WHAT IS BEING ASKED:
What follows is a set of records, each of which is to be written out exactly.

-- RECORD EXCERPTS follows --

use std::net::SocketAddr;
use std::path::{Path, PathBuf};
use std::process;
use std::sync::Arc;

use owo_colors::OwoColorize;
use tokio::net::TcpListener;
use tracing_subscriber::layer::SubscriberExt;
use tracing_subscriber::util::SubscriberInitExt;

use trust_lens::adapters::inbound::rest::{self, AppState};
use trust_lens::adapters::outbound::console::{StderrProgressReporter, TracingProgressReporter};
use trust_lens::adapters::outbound::marketplaces::sample_sources;
use trust_lens::adapters::outbound::persistence::SqliteStore;
use trust_lens::application::dto::{AnalysisReport, AnalyzeProductRequest, OutputFormat};
use trust_lens::application::factories::{
    EngineFactory, FormatterFactory, PresenterFactory, PresenterType,
};
use trust_lens::application::use_cases::{
    AnalyzeProductUseCase, DashboardAnalyticsUseCase, ProductQueriesUseCase,
};
use trust_lens::cli::{Args, Command};
use trust_lens::config::{
    discover_config, load_config_from_path, CliOverrides, ConfigFile, EngineConfig,
    EngineProvider, EnvOverrides, ServiceConfig, CONFIG_FILENAME,
};
use trust_lens::ports::inbound::ProductAnalysisPort;
use trust_lens::shared::error::{ExitCode, TrustLensError};
use trust_lens::shared::Result;
use trust_lens::trust_scoring::policies::ScoreBand;

#[tokio::main]
async fn main() {
    if let Err(e) = run().await {
        eprintln!("\n❌ An error occurred:\n");
        eprintln!("{}", e);

        // Display error chain
        let mut source = e.source();
        while let Some(err) = source {
            eprintln!("\nCaused by: {}", err);
            source = err.source();
        }

        eprintln!();
        process::exit(ExitCode::ApplicationError.as_i32());
    }
}

async fn run() -> Result<()> {
    // Parse command-line arguments
    let args = Args::parse_args();

    match args.command {
        Command::Serve {
            bind,
            database,
            config,
            engine,
        } => serve(bind, database, config, engine).await,
        Command::Analyze {
            name,
            url,
            description,
            format,
            output,
            engine,
        } => analyze(name, url, description, format, output, engine).await,
    }
}

async fn serve(
    bind: Option<SocketAddr>,
    database: Option<PathBuf>,
    config_path: Option<PathBuf>,
    engine: Option<EngineProvider>,
) -> Result<()> {
    init_tracing();

    // Resolve configuration from flags, environment and file
    let file = match config_path {
        Some(path) => Some(load_config_from_path(&path)?),
        None => discover_config_with_notice(Path::new("."))?,
    };
    let cli = CliOverrides {
        bind,
        database,
        engine,
    };
    let config = ServiceConfig::resolve(cli, EnvOverrides::from_env(), file)?;

    // Open the database and wire the use cases behind the REST routes
    let store = SqliteStore::connect(&config.database).await?;
    let state = build_state(store, &config.engine)?;
    let app = rest::router(state);

    let listener = TcpListener::bind(config.bind).await?;
    tracing::info!(
        addr = %config.bind,
        database = %config.database.display(),
        engine = %config.engine.provider,
        "trust-lens listening"
    );

    axum::serve(listener, app)
        .with_graceful_shutdown(shutdown_signal())
        .await?;

    Ok(())
}

/// Builds the shared application state for the REST router
fn build_state(store: SqliteStore, engine_config: &EngineConfig) -> Result<AppState> {
    let engine = EngineFactory::create(engine_config)?;

    let analyze = AnalyzeProductUseCase::new(
        sample_sources(),
        engine,
        Arc::new(store.clone()),
        Arc::new(TracingProgressReporter::new()),
    );
    let queries = ProductQueriesUseCase::new(Arc::new(store.clone()), Arc::new(store.clone()));
    let dashboard = DashboardAnalyticsUseCase::new(Arc::new(store));

    Ok(AppState::new(
        Arc::new(analyze),
        Arc::new(queries),
        Arc::new(dashboard),
    ))
}

async fn analyze(
    name: Option<String>,
    url: Option<String>,
    description: Option<String>,
    format: OutputFormat,
    output: Option<PathBuf>,
    engine: Option<EngineProvider>,
) -> Result<()> {
    let request = AnalyzeProductRequest::new(url, name, description);
    if request.is_empty() {
        return Err(TrustLensError::Validation {
            message: "provide at least one of --name, --url or --description".to_string(),
        }
        .into());
    }

    // Engine selection follows the same precedence rules as the server
    let cli = CliOverrides {
        engine,
        ..CliOverrides::default()
    };
    let config = ServiceConfig::resolve(
        cli,
        EnvOverrides::from_env(),
        discover_config_with_notice(Path::new("."))?,
    )?;

    // One-shot runs score against a throwaway in-memory database
    let store = SqliteStore::in_memory().await?;
    let analysis_engine = EngineFactory::create(&config.engine)?;

    eprintln!("{}", EngineFactory::progress_message(config.engine.provider));

    let use_case = AnalyzeProductUseCase::new(
        sample_sources(),
        analysis_engine,
        Arc::new(store),
        Arc::new(StderrProgressReporter::new()),
    );
    let report = use_case.analyze(request).await?;

    print_verdict(&report);

    // Display progress message
    eprintln!("{}", FormatterFactory::progress_message(format));

    let formatter = FormatterFactory::create(format);
    let formatted_output = formatter.format(&report)?;

    let presenter = PresenterFactory::create(PresenterType::from_output_flag(output));
    presenter.present(&formatted_output)?;

    Ok(())
}

/// Prints a colored verdict line on stderr, keeping stdout clean for the report
fn print_verdict(report: &AnalysisReport) {
    let Some(score) = report.product.trust_score.as_ref() else {
        return;
    };

    let headline = format!(
        "🔎 Trust score: {:.1}/100 - {}",
        score.overall_score, score.recommendation
    );
    match ScoreBand::for_score(score.overall_score) {
        ScoreBand::High => eprintln!("{}", headline.green()),
        ScoreBand::Moderate => eprintln!("{}", headline.yellow()),
        ScoreBand::Low => eprintln!("{}", headline.red()),
    }
}

fn discover_config_with_notice(dir: &Path) -> Result<Option<ConfigFile>> {
    let discovered = discover_config(dir)?;
    if discovered.is_some() {
        eprintln!("📋 Auto-discovered config file: {}", CONFIG_FILENAME);
    }
    Ok(discovered)
}

fn init_tracing() {
    let filter = tracing_subscriber::EnvFilter::try_from_default_env()
        .unwrap_or_else(|_| tracing_subscriber::EnvFilter::new("trust_lens=info,tower_http=info"));

    tracing_subscriber::registry()
        .with(filter)
        .with(tracing_subscriber::fmt::layer())
        .init();
}

async fn shutdown_signal() {
    // If the Ctrl-C handler cannot be installed the server simply runs
    // until killed.
    let _ = tokio::signal::ctrl_c().await;
}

-- RECORD EXCERPTS concluded --

YOUR SOLUTION:
use std::net::SocketAddr;
use std::path::{Path, PathBuf};
use std::process;
use std::sync::Arc;

use owo_colors::OwoColorize;
use tokio::net::TcpListener;
use tracing_subscriber::layer::SubscriberExt;
use tracing_subscriber::util::SubscriberInitExt;

use trust_lens::adapters::inbound::rest::{self, AppState};
use trust_lens::adapters::outbound::console::{StderrProgressReporter, TracingProgressReporter};
use trust_lens::adapters::outbound::marketplaces::sample_sources;
use trust_lens::adapters::outbound::persistence::SqliteStore;
use trust_lens::application::dto::{AnalysisReport, AnalyzeProductRequest, OutputFormat};
use trust_lens::application::factories::{
    EngineFactory, FormatterFactory, PresenterFactory, PresenterType,
};
use trust_lens::application::use_cases::{
    AnalyzeProductUseCase, DashboardAnalyticsUseCase, ProductQueriesUseCase,
};
use trust_lens::cli::{Args, Command};
use trust_lens::config::{
    discover_config, load_config_from_path, CliOverrides, ConfigFile, EngineConfig,
    EngineProvider, EnvOverrides, ServiceConfig, CONFIG_FILENAME,
};
use trust_lens::ports::inbound::ProductAnalysisPort;
use trust_lens::shared::error::{ExitCode, TrustLensError};
use trust_lens::shared::Result;
use trust_lens::trust_scoring::policies::ScoreBand;

#[tokio::main]
async fn main() {
    if let Err(e) = run().await {
        eprintln!("\n❌ An error occurred:\n");
        eprintln!("{}", e);

        // Display error chain
        let mut source = e.source();
        while let Some(err) = source {
            eprintln!("\nCaused by: {}", err);
            source = err.source();
        }

        eprintln!();
        process::exit(ExitCode::ApplicationError.as_i32());
    }
}

async fn run() -> Result<()> {
    // Parse command-line arguments
    let args = Args::parse_args();

    match args.command {
        Command::Serve {
            bind,
            database,
            config,
            engine,
        } => serve(bind, database, config, engine).await,
        Command::Analyze {
            name,
            url,
            description,
            format,
            output,
            engine,
        } => analyze(name, url, description, format, output, engine).await,
    }
}

async fn serve(
    bind: Option<SocketAddr>,
    database: Option<PathBuf>,
    config_path: Option<PathBuf>,
    engine: Option<EngineProvider>,
) -> Result<()> {
    init_tracing();

    // Resolve configuration from flags, environment and file
    let file = match config_path {
        Some(path) => Some(load_config_from_path(&path)?),
        None => discover_config_with_notice(Path::new("."))?,
    };
    let cli = CliOverrides {
        bind,
        database,
        engine,
    };
    let config = ServiceConfig::resolve(cli, EnvOverrides::from_env(), file)?;

    // Open the database and wire the use cases behind the REST routes
    let store = SqliteStore::connect(&config.database).await?;
    let state = build_state(store, &config.engine)?;
    let app = rest::router(state);

    let listener = TcpListener::bind(config.bind).await?;
    tracing::info!(
        addr = %config.bind,
        database = %config.database.display(),
        engine = %config.engine.provider,
        "trust-lens listening"
    );

    axum::serve(listener, app)
        .with_graceful_shutdown(shutdown_signal())
        .await?;

    Ok(())
}

/// Builds the shared application state for the REST router
fn build_state(store: SqliteStore, engine_config: &EngineConfig) -> Result<AppState> {
    let engine = EngineFactory::create(engine_config)?;

    let analyze = AnalyzeProductUseCase::new(
        sample_sources(),
        engine,
        Arc::new(store.clone()),
        Arc::new(TracingProgressReporter::new()),
    );
    let queries = ProductQueriesUseCase::new(Arc::new(store.clone()), Arc::new(store.clone()));
    let dashboard = DashboardAnalyticsUseCase::new(Arc::new(store));

    Ok(AppState::new(
        Arc::new(analyze),
        Arc::new(queries),
        Arc::new(dashboard),
    ))
}

async fn analyze(
    name: Option<String>,
    url: Option<String>,
    description: Option<String>,
    format: OutputFormat,
    output: Option<PathBuf>,
    engine: Option<EngineProvider>,
) -> Result<()> {
    let request = AnalyzeProductRequest::new(url, name, description);
    if request.is_empty() {
        return Err(TrustLensError::Validation {
            message: "provide at least one of --name, --url or --description".to_string(),
        }
        .into());
    }

    // Engine selection follows the same precedence rules as the server
    let cli = CliOverrides {
        engine,
        ..CliOverrides::default()
    };
    let config = ServiceConfig::resolve(
        cli,
        EnvOverrides::from_env(),
        discover_config_with_notice(Path::new("."))?,
    )?;

    // One-shot runs score against a throwaway in-memory database
    let store = SqliteStore::in_memory().await?;
    let analysis_engine = EngineFactory::create(&config.engine)?;

    eprintln!("{}", EngineFactory::progress_message(config.engine.provider));

    let use_case = AnalyzeProductUseCase::new(
        sample_sources(),
        analysis_engine,
        Arc::new(store),
        Arc::new(StderrProgressReporter::new()),
    );
    let report = use_case.analyze(request).await?;

    print_verdict(&report);

    // Display progress message
    eprintln!("{}", FormatterFactory::progress_message(format));

    let formatter = FormatterFactory::create(format);
    let formatted_output = formatter.format(&report)?;

    let presenter = PresenterFactory::create(PresenterType::from_output_flag(output));
    presenter.present(&formatted_output)?;

    Ok(())
}

/// Prints a colored verdict line on stderr, keeping stdout clean for the report
fn print_verdict(report: &AnalysisReport) {
    let Some(score) = report.product.trust_score.as_ref() else {
        return;
    };

    let headline = format!(
        "🔎 Trust score: {:.1}/100 - {}",
        score.overall_score, score.recommendation
    );
    match ScoreBand::for_score(score.overall_score) {
        ScoreBand::High => eprintln!("{}", headline.green()),
        ScoreBand::Moderate => eprintln!("{}", headline.yellow()),
        ScoreBand::Low => eprintln!("{}", headline.red()),
    }
}

fn discover_config_with_notice(dir: &Path) -> Result<Option<ConfigFile>> {
    let discovered = discover_config(dir)?;
    if discovered.is_some() {
        eprintln!("📋 Auto-discovered config file: {}", CONFIG_FILENAME);
    }
    Ok(discovered)
}

fn init_tracing() {
    let filter = tracing_subscriber::EnvFilter::try_from_default_env()
        .unwrap_or_else(|_| tracing_subscriber::EnvFilter::new("trust_lens=info,tower_http=info"));

    tracing_subscriber::registry()
        .with(filter)
        .with(tracing_subscriber::fmt::layer())
        .init();
}

async fn shutdown_signal() {
    // If the Ctrl-C handler cannot be installed the server simply runs
    // until killed.
    let _ = tokio::signal::ctrl_c().await;
}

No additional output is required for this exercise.